Coder Agents completes work by calling tools: structured functions the agent
invokes during a chat to gather context and take action, such as listing
templates, reading files, running commands, or creating a workspace.

This page explains how tool calls work and documents the tools the agent uses
to select a template and create a workspace.

## How tool calls work

Each turn of a conversation follows the same loop:

1. You send a message.
2. The model decides whether it needs a tool and calls it with structured
   arguments. For example, `list_templates` with `{"query": "docker"}`.
3. Coder executes the tool in the control plane using your identity and
   permissions, and returns a JSON result to the model.
4. The model uses the result to decide what to do next: call another tool or
   reply to you.

Tool calls and their results are visible in the chat timeline, so you can
always inspect what the agent did and why.

Two properties hold for every built-in tool:

- **Your permissions apply.** Tools run with the chat owner's RBAC identity.
  The agent cannot list templates or create workspaces that you could not
  access yourself.
- **Results carry instructions.** Where a decision matters, the tool result
  includes a `next_step` field containing a fixed instruction for the agent,
  such as asking you to choose between similar templates. This keeps agent
  behavior consistent without relying on long prompt rules.
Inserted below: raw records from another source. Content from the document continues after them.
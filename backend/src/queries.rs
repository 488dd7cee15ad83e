use rocket::async_trait;
use shared::models::*;
use sqlx::PgPool;
use time::OffsetDateTime;

use crate::store::{StoreError, VoteRecordStore};

#[derive(sqlx::FromRow)]
struct VoteRow {
    user_identifier: String,
    word: String,
    vote: Choice,
    voted_at: OffsetDateTime,
}

impl From<VoteRow> for VoteRecord {
    fn from(row: VoteRow) -> Self {
        VoteRecord {
            user_id: row.user_identifier,
            word: row.word,
            choice: row.vote,
            timestamp: row.voted_at,
        }
    }
}

#[derive(sqlx::FromRow)]
struct TallyRow {
    word: String,
    yes_votes: i64,
    no_votes: i64,
}

/// Postgres-backed vote records. The `(user_identifier, word)` primary key
/// enforces one vote per pair.
#[derive(Clone)]
pub struct PgVoteStore {
    pool: PgPool,
}

impl PgVoteStore {
    pub fn new(pool: PgPool) -> Self {
        Self { pool }
    }
}

#[async_trait]
impl VoteRecordStore for PgVoteStore {
    async fn get(&self, user: &str, word: &str) -> Result<Option<VoteRecord>, StoreError> {
        let row = sqlx::query_as::<_, VoteRow>(
            "SELECT user_identifier, word, vote, voted_at
             FROM word_votes WHERE user_identifier = $1 AND word = $2",
        )
        .bind(user)
        .bind(word)
        .fetch_optional(&self.pool)
        .await
        .map_err(StoreError::unavailable)?;

        Ok(row.map(VoteRecord::from))
    }

    async fn put(&self, record: &VoteRecord) -> Result<(), StoreError> {
        sqlx::query(
            "INSERT INTO word_votes (user_identifier, word, vote, voted_at)
             VALUES ($1, $2, $3, $4)
             ON CONFLICT (user_identifier, word)
             DO UPDATE SET vote = EXCLUDED.vote, voted_at = EXCLUDED.voted_at",
        )
        .bind(&record.user_id)
        .bind(&record.word)
        .bind(record.choice)
        .bind(record.timestamp)
        .execute(&self.pool)
        .await
        .map_err(StoreError::unavailable)?;

        Ok(())
    }

    async fn delete(&self, user: &str, word: &str) -> Result<Option<VoteRecord>, StoreError> {
        let row = sqlx::query_as::<_, VoteRow>(
            "DELETE FROM word_votes WHERE user_identifier = $1 AND word = $2
             RETURNING user_identifier, word, vote, voted_at",
        )
        .bind(user)
        .bind(word)
        .fetch_optional(&self.pool)
        .await
        .map_err(StoreError::unavailable)?;

        Ok(row.map(VoteRecord::from))
    }

    async fn aggregate_all(&self) -> Result<Vec<AggregateEntry>, StoreError> {
        let rows = sqlx::query_as::<_, TallyRow>(
            "SELECT word,
                    COUNT(*) FILTER (WHERE vote = 1) AS yes_votes,
                    COUNT(*) FILTER (WHERE vote = 0) AS no_votes
             FROM word_votes
             GROUP BY word
             ORDER BY word",
        )
        .fetch_all(&self.pool)
        .await
        .map_err(StoreError::unavailable)?;

        Ok(rows
            .into_iter()
            .map(|row| AggregateEntry {
                word: row.word,
                yes_votes: u64::try_from(row.yes_votes).unwrap_or(0),
                no_votes: u64::try_from(row.no_votes).unwrap_or(0),
            })
            .collect())
    }

    async fn list_for_user(&self, user: &str) -> Result<Vec<VoteRecord>, StoreError> {
        let rows = sqlx::query_as::<_, VoteRow>(
            "SELECT user_identifier, word, vote, voted_at
             FROM word_votes WHERE user_identifier = $1
             ORDER BY word",
        )
        .bind(user)
        .fetch_all(&self.pool)
        .await
        .map_err(StoreError::unavailable)?;

        Ok(rows.into_iter().map(VoteRecord::from).collect())
    }
}
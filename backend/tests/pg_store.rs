//! Postgres adapter tests. Need a database: `DATABASE_URL=... cargo test -- --ignored`.

use std::sync::Arc;
use std::time::Duration;

use backend::bootstrap::BootstrapLoader;
use backend::processor::VoteService;
use backend::queries::PgVoteStore;
use backend::store::VoteRecordStore;
use backend::{AggregateEntry, Choice, VoteRecord};
use sqlx::PgPool;
use time::OffsetDateTime;

fn record(user: &str, word: &str, choice: Choice) -> VoteRecord {
    VoteRecord {
        user_id: user.into(),
        word: word.into(),
        choice,
        timestamp: OffsetDateTime::now_utc(),
    }
}

#[sqlx::test(migrations = "./migrations")]
#[ignore = "requires DATABASE_URL"]
async fn put_replaces_existing_vote(pool: PgPool) {
    let store = PgVoteStore::new(pool.clone());

    store.put(&record("alice", "cromulent", Choice::Yes)).await.unwrap();
    store.put(&record("alice", "cromulent", Choice::No)).await.unwrap();

    let stored = store.get("alice", "cromulent").await.unwrap().unwrap();
    assert_eq!(stored.choice, Choice::No);

    let rows: i64 = sqlx::query_scalar("SELECT COUNT(*) FROM word_votes")
        .fetch_one(&pool)
        .await
        .unwrap();
    assert_eq!(rows, 1);
}

#[sqlx::test(migrations = "./migrations")]
#[ignore = "requires DATABASE_URL"]
async fn delete_returns_removed_record(pool: PgPool) {
    let store = PgVoteStore::new(pool);
    store.put(&record("bob", "embiggen", Choice::Yes)).await.unwrap();

    let removed = store.delete("bob", "embiggen").await.unwrap().unwrap();
    assert_eq!(removed.choice, Choice::Yes);
    assert!(store.delete("bob", "embiggen").await.unwrap().is_none());
    assert!(store.get("bob", "embiggen").await.unwrap().is_none());
}

#[sqlx::test(migrations = "./migrations")]
#[ignore = "requires DATABASE_URL"]
async fn aggregates_and_user_listing(pool: PgPool) {
    let store = PgVoteStore::new(pool);
    store.put(&record("alice", "cromulent", Choice::Yes)).await.unwrap();
    store.put(&record("bob", "cromulent", Choice::No)).await.unwrap();
    store.put(&record("bob", "embiggen", Choice::Yes)).await.unwrap();

    assert_eq!(store.aggregate_all().await.unwrap(), vec![
        AggregateEntry { word: "cromulent".into(), yes_votes: 1, no_votes: 1 },
        AggregateEntry { word: "embiggen".into(), yes_votes: 1, no_votes: 0 },
    ]);

    let bob: Vec<_> = store
        .list_for_user("bob")
        .await
        .unwrap()
        .into_iter()
        .map(|r| (r.word, r.choice))
        .collect();
    assert_eq!(bob, [("cromulent".to_string(), Choice::No), ("embiggen".to_string(), Choice::Yes)]);
}

#[sqlx::test(migrations = "./migrations")]
#[ignore = "requires DATABASE_URL"]
async fn restart_rebuilds_cache_from_table(pool: PgPool) {
    let timeout = Duration::from_secs(5);
    let first = VoteService::start(Arc::new(PgVoteStore::new(pool.clone())), BootstrapLoader::default(), timeout)
        .await
        .unwrap();
    first.submit_vote("alice", "cromulent", "yes").await.unwrap();
    first.submit_vote("bob", "cromulent", "no").await.unwrap();
    first.submit_vote("alice", "cromulent", "no").await.unwrap();
    let before = first.snapshot();
    drop(first);

    let loader = BootstrapLoader::new(["aardvark".to_string()]);
    let second = VoteService::start(Arc::new(PgVoteStore::new(pool)), loader, timeout)
        .await
        .unwrap();
    let after = second.snapshot();

    assert_eq!(after[0], AggregateEntry { word: "aardvark".into(), yes_votes: 0, no_votes: 0 });
    assert_eq!(&after[1..], before.as_slice());
}
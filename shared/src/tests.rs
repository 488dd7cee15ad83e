#[cfg(test)]
mod tests {
    use crate::models::{AggregateEntry, Choice, VoteRequest, VoteResponse, WordVotes};
    use crate::tally::{DeltaOutcome, Tally};
    use crate::validation::*;

    #[test]
    fn test_choice_parsing() {
        assert_eq!(parse_choice("yes"), Ok(Choice::Yes));
        assert_eq!(parse_choice(" NO "), Ok(Choice::No));
        assert_eq!(parse_choice(""), Err(ValidationError::Missing(Field::Vote)));
        assert!(matches!(
            parse_choice("maybe"),
            Err(ValidationError::InvalidChoice(ref v)) if v == "maybe"
        ));
    }

    #[test]
    fn test_word_normalization() {
        assert_eq!(normalize_word("  Cromulent \n").unwrap(), "cromulent");
        assert_eq!(normalize_word("   "), Err(ValidationError::Missing(Field::Word)));

        let long = "a".repeat(MAX_WORD_LENGTH + 1);
        assert_eq!(normalize_word(&long), Err(ValidationError::TooLong(Field::Word, MAX_WORD_LENGTH)));
        assert!(normalize_word(&"a".repeat(MAX_WORD_LENGTH)).is_ok());
    }

    #[test]
    fn test_user_is_opaque() {
        assert_eq!(normalize_user(" Alice-42 ").unwrap(), "Alice-42");
        assert_eq!(normalize_user(""), Err(ValidationError::Missing(Field::User)));
    }

    #[test]
    fn test_validation_names_offending_field() {
        let err = validate_vote("alice", "", "yes").unwrap_err();
        assert_eq!(err.field(), Field::Word);

        let err = validate_vote("alice", "cromulent", "perhaps").unwrap_err();
        assert_eq!(err.field(), Field::Vote);

        let err = validate_vote("  ", "cromulent", "no").unwrap_err();
        assert_eq!(err.field(), Field::User);
        assert_eq!(err.to_string(), "Missing user");

        let (key, choice) = validate_vote("bob", "Embiggen", "Yes").unwrap();
        assert_eq!(key, VoteKey { user: "bob".into(), word: "embiggen".into() });
        assert_eq!(choice, Choice::Yes);

        assert_eq!(validate_removal("bob", "").unwrap_err().field(), Field::Word);
    }

    #[test]
    fn test_tally_transitions() {
        let mut tally = Tally::default();
        assert_eq!(tally.apply(None, Some(Choice::Yes)), DeltaOutcome::default());
        assert_eq!(tally, Tally::new(1, 0));

        tally.apply(Some(Choice::Yes), Some(Choice::No));
        assert_eq!(tally, Tally::new(0, 1));

        // resubmitting the same choice is a no-op
        tally.apply(Some(Choice::No), Some(Choice::No));
        assert_eq!(tally, Tally::new(0, 1));

        tally.apply(Some(Choice::No), None);
        assert_eq!(tally, Tally::new(0, 0));
        assert_eq!(tally.total(), 0);
    }

    #[test]
    fn test_tally_clamps_at_zero() {
        let mut tally = Tally::new(0, 2);
        let outcome = tally.apply(Some(Choice::Yes), None);
        assert_eq!(outcome.clamped, Some(Choice::Yes));
        assert_eq!(tally, Tally::new(0, 2));

        // the increment still lands when the decrement clamps
        let outcome = tally.apply(Some(Choice::Yes), Some(Choice::No));
        assert_eq!(outcome.clamped, Some(Choice::Yes));
        assert_eq!(tally, Tally::new(0, 3));

        for _ in 0..10 {
            tally.apply(Some(Choice::No), None);
        }
        assert_eq!(tally, Tally::new(0, 0));
    }

    #[test]
    fn test_entry_round_trip_through_tally() {
        let entry = AggregateEntry { word: "cromulent".into(), yes_votes: 3, no_votes: 4 };
        let tally = Tally::from(&entry);
        assert_eq!(tally.count(Choice::No), 4);
        assert_eq!(tally.to_entry("cromulent"), entry);
        assert_eq!(entry.total(), 7);
    }

    #[test]
    fn test_wire_format() {
        let request: VoteRequest = serde_json::from_str(r#"{"word":"cromulent","vote":"yes"}"#).unwrap();
        assert_eq!(request.user, "");
        assert_eq!(request.vote, "yes");

        let votes = WordVotes { word: "cromulent".into(), yes_votes: 1, no_votes: 0, user_vote: None };
        let json = serde_json::to_value(&votes).unwrap();
        assert_eq!(json, serde_json::json!({"word": "cromulent", "yesVotes": 1, "noVotes": 0}));

        let votes = WordVotes { user_vote: Some(Choice::No), ..votes };
        assert_eq!(serde_json::to_value(&votes).unwrap()["userVote"], "no");

        let response = VoteResponse::recorded("cromulent");
        assert_eq!(response.message, "Vote for 'cromulent' recorded");
    }
}
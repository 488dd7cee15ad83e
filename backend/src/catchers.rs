use rocket::{Request, catch};
use shared::error::{Error, ErrorCode};

#[catch(400)]
pub fn bad_request(_req: &Request) -> Error {
    Error::new(ErrorCode::BadRequest, "Malformed request body.")
}

#[catch(403)]
pub fn forbidden(_req: &Request) -> Error {
    Error::new(ErrorCode::Unauthorized, "Access forbidden.")
}

#[catch(404)]
pub fn not_found(_req: &Request) -> Error {
    Error::new(ErrorCode::NotFound, "The requested resource was not found.")
}

#[catch(422)]
pub fn unprocessable(_req: &Request) -> Error {
    Error::new(ErrorCode::ValidationFailed, "Request body did not match the expected shape.")
}

#[catch(429)]
pub fn too_many_requests(_req: &Request) -> Error {
    Error::new(ErrorCode::RateLimited, "Rate limit exceeded. Please wait before trying again.")
}

#[catch(500)]
pub fn internal_error(_req: &Request) -> Error {
    Error::new(ErrorCode::SystemError, "An internal server error occurred.")
}

#[catch(503)]
pub fn unavailable(_req: &Request) -> Error {
    Error::new(ErrorCode::Unavailable, "Vote storage is temporarily unavailable.")
}
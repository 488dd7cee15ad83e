use std::collections::hash_map::DefaultHasher;
use std::collections::HashMap;
use std::future::Future;
use std::hash::{Hash, Hasher};
use std::sync::Arc;
use std::time::Duration;

use shared::models::*;
use shared::validation::{normalize_user, validate_removal, validate_vote, VoteKey};
use time::OffsetDateTime;
use tokio::sync::{Mutex, RwLock, RwLockReadGuard};
use tracing::{debug, error, info, instrument};

use crate::bootstrap::{BootstrapError, BootstrapLoader, BootstrapReport};
use crate::cache::AggregateCache;
use crate::error::VoteError;
use crate::store::{StoreError, VoteRecordStore};

const PAIR_LOCK_STRIPES: usize = 64;

/// Applies vote transitions to the store first and the cache second.
///
/// A (user, word) pair is always handled under the same stripe lock, so two
/// submissions for one pair cannot both see "no prior vote". Writers share
/// `reload_gate`; a reload takes it exclusively so no delta lands between the
/// store read and the cache swap.
pub struct VoteService {
    store: Arc<dyn VoteRecordStore>,
    cache: AggregateCache,
    loader: BootstrapLoader,
    store_timeout: Duration,
    pair_locks: Vec<Mutex<()>>,
    reload_gate: RwLock<()>,
}

impl VoteService {
    /// Builds the service with an empty cache. Call [`VoteService::reload`]
    /// before serving, or use [`VoteService::start`].
    pub fn new(store: Arc<dyn VoteRecordStore>, loader: BootstrapLoader, store_timeout: Duration) -> Self {
        Self {
            store,
            cache: AggregateCache::new(),
            loader,
            store_timeout,
            pair_locks: (0..PAIR_LOCK_STRIPES).map(|_| Mutex::new(())).collect(),
            reload_gate: RwLock::new(()),
        }
    }

    pub async fn start(
        store: Arc<dyn VoteRecordStore>,
        loader: BootstrapLoader,
        store_timeout: Duration,
    ) -> Result<Self, BootstrapError> {
        let service = Self::new(store, loader, store_timeout);
        service.reload().await?;
        Ok(service)
    }

    pub fn cache(&self) -> &AggregateCache {
        &self.cache
    }

    fn pair_lock(&self, key: &VoteKey) -> &Mutex<()> {
        let mut hasher = DefaultHasher::new();
        key.hash(&mut hasher);
        &self.pair_locks[(hasher.finish() as usize) % self.pair_locks.len()]
    }

    async fn timed<T>(&self, call: impl Future<Output = Result<T, StoreError>>) -> Result<T, StoreError> {
        match tokio::time::timeout(self.store_timeout, call).await {
            Ok(result) => result,
            Err(_) => Err(StoreError::Timeout(self.store_timeout)),
        }
    }

    /// Writers share the gate; a running reload holds it exclusively. The
    /// wait is bounded by the store timeout like any store call.
    async fn enter_write(&self) -> Result<RwLockReadGuard<'_, ()>, StoreError> {
        tokio::time::timeout(self.store_timeout, self.reload_gate.read())
            .await
            .map_err(|_| StoreError::Timeout(self.store_timeout))
    }

    /// Records `user`'s vote on `word`, replacing any earlier vote. Returns
    /// the normalized word.
    #[instrument(skip(self, user))]
    pub async fn submit_vote(&self, user: &str, word: &str, vote: &str) -> Result<String, VoteError> {
        let (key, choice) = validate_vote(user, word, vote).inspect_err(|e| debug!("Rejected vote: {}", e))?;

        let _gate = self
            .enter_write()
            .await
            .inspect_err(|e| error!("Vote write blocked by reload: {}", e))?;
        let _pair = self.pair_lock(&key).lock().await;

        let prior = self
            .timed(self.store.get(&key.user, &key.word))
            .await
            .inspect_err(|e| error!("Failed to read prior vote: {}", e))?;

        let record = VoteRecord {
            user_id: key.user.clone(),
            word: key.word.clone(),
            choice,
            timestamp: OffsetDateTime::now_utc(),
        };
        self.timed(self.store.put(&record))
            .await
            .inspect_err(|e| error!("Failed to store vote: {}", e))?;

        let old = prior.map(|record| record.choice);
        self.cache.apply_delta(&key.word, old, Some(choice));
        info!("✓ Vote {} on '{}' (was {:?})", choice, key.word, old);

        Ok(key.word)
    }

    /// Deletes `user`'s vote on `word`. Fails with `NotFound` if there was none.
    #[instrument(skip(self, user))]
    pub async fn remove_vote(&self, user: &str, word: &str) -> Result<String, VoteError> {
        let key = validate_removal(user, word).inspect_err(|e| debug!("Rejected removal: {}", e))?;

        let _gate = self
            .enter_write()
            .await
            .inspect_err(|e| error!("Vote write blocked by reload: {}", e))?;
        let _pair = self.pair_lock(&key).lock().await;

        let removed = self
            .timed(self.store.delete(&key.user, &key.word))
            .await
            .inspect_err(|e| error!("Failed to delete vote: {}", e))?;

        let Some(removed) = removed else {
            return Err(VoteError::NotFound { user: key.user, word: key.word });
        };

        self.cache.apply_delta(&key.word, Some(removed.choice), None);
        info!("✓ Removed {} vote on '{}'", removed.choice, key.word);

        Ok(key.word)
    }

    /// Cached counts for every word. With a user, each entry also carries that
    /// user's current vote, read from the store.
    pub async fn read_aggregates(&self, user: Option<&str>) -> Result<Vec<WordVotes>, VoteError> {
        let user = match user.map(str::trim).filter(|u| !u.is_empty()) {
            Some(user) => Some(normalize_user(user)?),
            None => None,
        };

        let own_votes: HashMap<String, Choice> = match &user {
            Some(user) => self
                .timed(self.store.list_for_user(user))
                .await?
                .into_iter()
                .map(|record| (record.word, record.choice))
                .collect(),
            None => HashMap::new(),
        };

        Ok(self
            .cache
            .snapshot()
            .into_iter()
            .map(|entry| WordVotes {
                user_vote: own_votes.get(&entry.word).copied(),
                word: entry.word,
                yes_votes: entry.yes_votes,
                no_votes: entry.no_votes,
            })
            .collect())
    }

    pub fn snapshot(&self) -> Vec<AggregateEntry> {
        self.cache.snapshot()
    }

    /// Rebuilds the cache from the store. Blocks vote writes until done.
    pub async fn reload(&self) -> Result<BootstrapReport, BootstrapError> {
        let _gate = self.reload_gate.write().await;
        self.loader.load(self.store.as_ref(), &self.cache).await
    }
}
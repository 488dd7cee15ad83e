pub mod bootstrap;
pub mod cache;
pub mod catchers;
pub mod config;
pub mod cors;
pub mod error;
pub mod processor;
pub mod queries;
pub mod rate_limiter;
pub mod routes;
pub mod store;
pub mod utils;

pub use shared::{models::*, error::{Error, ErrorCode}};
pub use shared::tally::{DeltaOutcome, Tally};

use rocket::{Build, Rocket};

use crate::catchers::{bad_request, forbidden, internal_error, not_found, too_many_requests, unavailable, unprocessable};
use crate::config::ServiceConfig;
use crate::cors::Cors;
use crate::routes::{all_options, list_votes, reload, remove_vote, submit_vote, user_votes_csv, AppState};

/// Assembles the Rocket instance around an already bootstrapped service.
pub fn build_rocket(state: AppState, config: &ServiceConfig) -> Rocket<Build> {
    rocket::build()
        .attach(Cors::new(config.allowed_origin.clone()))
        .manage(state)
        .mount(
            "/api",
            rocket::routes![
                list_votes,
                user_votes_csv,
                submit_vote,
                remove_vote,
                reload,
                all_options
            ],
        )
        .register(
            "/",
            rocket::catchers![
                bad_request,
                forbidden,
                not_found,
                unprocessable,
                too_many_requests,
                internal_error,
                unavailable
            ],
        )
}
use std::collections::HashMap;
use std::sync::Mutex;
use std::time::{Duration, Instant};

use tracing::{error, warn};

#[derive(Debug)]
struct Window {
    attempts: u32,
    started: Instant,
}

/// Fixed-window write throttle keyed by caller.
#[derive(Debug)]
pub struct RateLimiter {
    windows: Mutex<HashMap<String, Window>>,
    max_attempts: u32,
    window: Duration,
}

impl RateLimiter {
    pub fn new(max_attempts: u32, window: Duration) -> Self {
        Self {
            windows: Mutex::new(HashMap::new()),
            max_attempts,
            window,
        }
    }

    /// Counts one attempt for `key`. On refusal returns the seconds until the
    /// window resets (at least 1).
    pub fn check(&self, key: &str) -> Result<(), u64> {
        self.check_at(key, Instant::now())
    }

    fn check_at(&self, key: &str, now: Instant) -> Result<(), u64> {
        // Window counters stay usable after a panic elsewhere; keep enforcing.
        let mut windows = self.windows.lock().unwrap_or_else(|poisoned| {
            error!("Rate limit lock poisoned; recovering");
            poisoned.into_inner()
        });

        windows.retain(|_, w| now.duration_since(w.started) <= self.window * 2);

        let window = windows.entry(key.to_string()).or_insert(Window { attempts: 0, started: now });
        if now.duration_since(window.started) > self.window {
            *window = Window { attempts: 0, started: now };
        }

        if window.attempts >= self.max_attempts {
            let wait = (window.started + self.window).saturating_duration_since(now);
            let retry_after = wait.as_secs().max(1);
            warn!("Rate limit triggered for key {}: retry in {}s", key, retry_after);
            return Err(retry_after);
        }

        window.attempts += 1;
        Ok(())
    }
}
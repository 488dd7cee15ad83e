//! In-memory aggregate counts per word.
//!
//! Derived entirely from the vote store: rebuilt in one swap by the bootstrap
//! loader, then kept current by `apply_delta` after each committed write.
//! Entries are never removed; a word that loses its last vote keeps a zero
//! entry until the next rebuild.

use std::collections::BTreeMap;
use std::sync::atomic::{AtomicU64, Ordering};
use std::sync::{PoisonError, RwLock, RwLockReadGuard, RwLockWriteGuard};

use shared::models::{AggregateEntry, Choice};
use shared::tally::{DeltaOutcome, Tally};
use tracing::warn;

#[derive(Debug, Default)]
pub struct AggregateCache {
    entries: RwLock<BTreeMap<String, Tally>>,
    clamp_events: AtomicU64,
}

impl AggregateCache {
    pub fn new() -> Self {
        Self::default()
    }

    // A panic mid-update cannot leave a Tally half-written, so a poisoned
    // lock still guards consistent data.
    fn read(&self) -> RwLockReadGuard<'_, BTreeMap<String, Tally>> {
        self.entries.read().unwrap_or_else(PoisonError::into_inner)
    }

    fn write(&self) -> RwLockWriteGuard<'_, BTreeMap<String, Tally>> {
        self.entries.write().unwrap_or_else(PoisonError::into_inner)
    }

    /// Moves one vote on `word` from `old` to `new`, creating the entry if
    /// needed. A decrement of a zero counter is clamped, counted and logged.
    pub fn apply_delta(&self, word: &str, old: Option<Choice>, new: Option<Choice>) -> DeltaOutcome {
        let outcome = {
            let mut entries = self.write();
            entries.entry(word.to_string()).or_default().apply(old, new)
        };

        if let Some(counter) = outcome.clamped {
            self.clamp_events.fetch_add(1, Ordering::Relaxed);
            warn!(word, counter = %counter, "Vote counter already at zero; clamped");
        }

        outcome
    }

    /// All entries ordered by word.
    pub fn snapshot(&self) -> Vec<AggregateEntry> {
        self.read()
            .iter()
            .map(|(word, tally)| tally.to_entry(word.as_str()))
            .collect()
    }

    pub fn get(&self, word: &str) -> Option<Tally> {
        self.read().get(word).copied()
    }

    pub fn words(&self) -> Vec<String> {
        self.read().keys().cloned().collect()
    }

    pub fn len(&self) -> usize {
        self.read().len()
    }

    pub fn is_empty(&self) -> bool {
        self.read().is_empty()
    }

    /// Swaps in a fully built map. Readers see either the old or the new one.
    pub fn replace(&self, entries: BTreeMap<String, Tally>) {
        *self.write() = entries;
    }

    pub fn clamp_events(&self) -> u64 {
        self.clamp_events.load(Ordering::Relaxed)
    }
}

#[cfg(test)]
mod tests {
    use super::*;

    #[test]
    fn first_vote_creates_entry() {
        let cache = AggregateCache::new();
        assert!(cache.get("cromulent").is_none());

        cache.apply_delta("cromulent", None, Some(Choice::Yes));
        assert_eq!(cache.get("cromulent"), Some(Tally::new(1, 0)));
        assert_eq!(cache.len(), 1);
    }

    #[test]
    fn removal_keeps_zero_entry() {
        let cache = AggregateCache::new();
        cache.apply_delta("cromulent", None, Some(Choice::No));
        cache.apply_delta("cromulent", Some(Choice::No), None);

        assert_eq!(cache.snapshot(), vec![AggregateEntry {
            word: "cromulent".into(),
            yes_votes: 0,
            no_votes: 0,
        }]);
    }

    #[test]
    fn duplicate_decrements_are_clamped_and_counted() {
        let cache = AggregateCache::new();
        cache.apply_delta("embiggen", None, Some(Choice::Yes));
        cache.apply_delta("embiggen", Some(Choice::Yes), None);
        let outcome = cache.apply_delta("embiggen", Some(Choice::Yes), None);

        assert_eq!(outcome.clamped, Some(Choice::Yes));
        assert_eq!(cache.get("embiggen"), Some(Tally::new(0, 0)));
        assert_eq!(cache.clamp_events(), 1);
    }

    #[test]
    fn snapshot_is_ordered_by_word() {
        let cache = AggregateCache::new();
        for word in ["zebra", "apple", "mango"] {
            cache.apply_delta(word, None, Some(Choice::Yes));
        }
        let words: Vec<_> = cache.snapshot().into_iter().map(|e| e.word).collect();
        assert_eq!(words, ["apple", "mango", "zebra"]);
    }

    #[test]
    fn replace_discards_previous_entries() {
        let cache = AggregateCache::new();
        cache.apply_delta("stale", None, Some(Choice::No));

        let mut fresh = BTreeMap::new();
        fresh.insert("fresh".to_string(), Tally::new(2, 1));
        cache.replace(fresh);

        assert!(cache.get("stale").is_none());
        assert_eq!(cache.get("fresh"), Some(Tally::new(2, 1)));
    }
}
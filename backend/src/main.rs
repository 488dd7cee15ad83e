use std::sync::Arc;

use backend::bootstrap::BootstrapLoader;
use backend::build_rocket;
use backend::config::ServiceConfig;
use backend::processor::VoteService;
use backend::queries::PgVoteStore;
use backend::routes::AppState;
use shuttle_runtime::CustomError;
use sqlx::PgPool;
use tracing::info;

#[shuttle_runtime::main]
async fn rocket(
    #[shuttle_shared_db::Postgres] pool: PgPool,
    #[shuttle_runtime::Secrets] secret_store: shuttle_runtime::SecretStore,
) -> shuttle_rocket::ShuttleRocket {
    info!("🚀 Starting word vote server");

    let config = ServiceConfig::from_lookup(|key| secret_store.get(key));

    sqlx::migrate!("./migrations")
        .run(&pool)
        .await
        .map_err(CustomError::new)?;

    info!("📋 Migrations complete");

    let loader = BootstrapLoader::from_seed_file(config.seed_list_path.as_deref())
        .await
        .map_err(CustomError::new)?;

    // No traffic is accepted until the cache is fully loaded.
    let votes = VoteService::start(Arc::new(PgVoteStore::new(pool)), loader, config.store_timeout)
        .await
        .map_err(CustomError::new)?;

    let rocket = build_rocket(AppState::new(votes, &config), &config);

    Ok(rocket.into())
}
## Workspace creation tools

A chat starts without a workspace, and many requests are answered without
one. When the agent needs compute (to read files, run commands, or edit
code), it provisions a workspace using three tools:

| Tool               | Purpose                                                   |
|--------------------|-----------------------------------------------------------|
| `list_templates`   | Rank available templates and recommend one when confident |
| `read_template`    | Read a template's parameters and presets                  |
| `create_workspace` | Create the workspace from a chosen template               |

Administrators can restrict which templates these tools can see with the
[template allowlist](https://coder.com/docs/ai-coder/agents/platform-controls/template-optimization.md#restrict-available-templates).

### list_templates

`list_templates` returns a ranked shortlist of the active, non-deprecated
templates in the chat's organization, so the agent can pick a template the
same way a colleague would: prefer what matches the request, what you already
use, and what the rest of the organization uses.

#### Arguments

| Argument | Type    | Description                                                                   |
|----------|---------|-------------------------------------------------------------------------------|
| `query`  | string  | Optional text matched against template names, display names, and descriptions |
| `page`   | integer | Optional page number, starting at 1. Each page holds 10 templates             |

#### How templates are ranked

Templates are ordered by query relevance first (when a query is provided),
then by an affinity score computed from your recent usage and organization
popularity. Name and ID break any remaining ties so the order is stable.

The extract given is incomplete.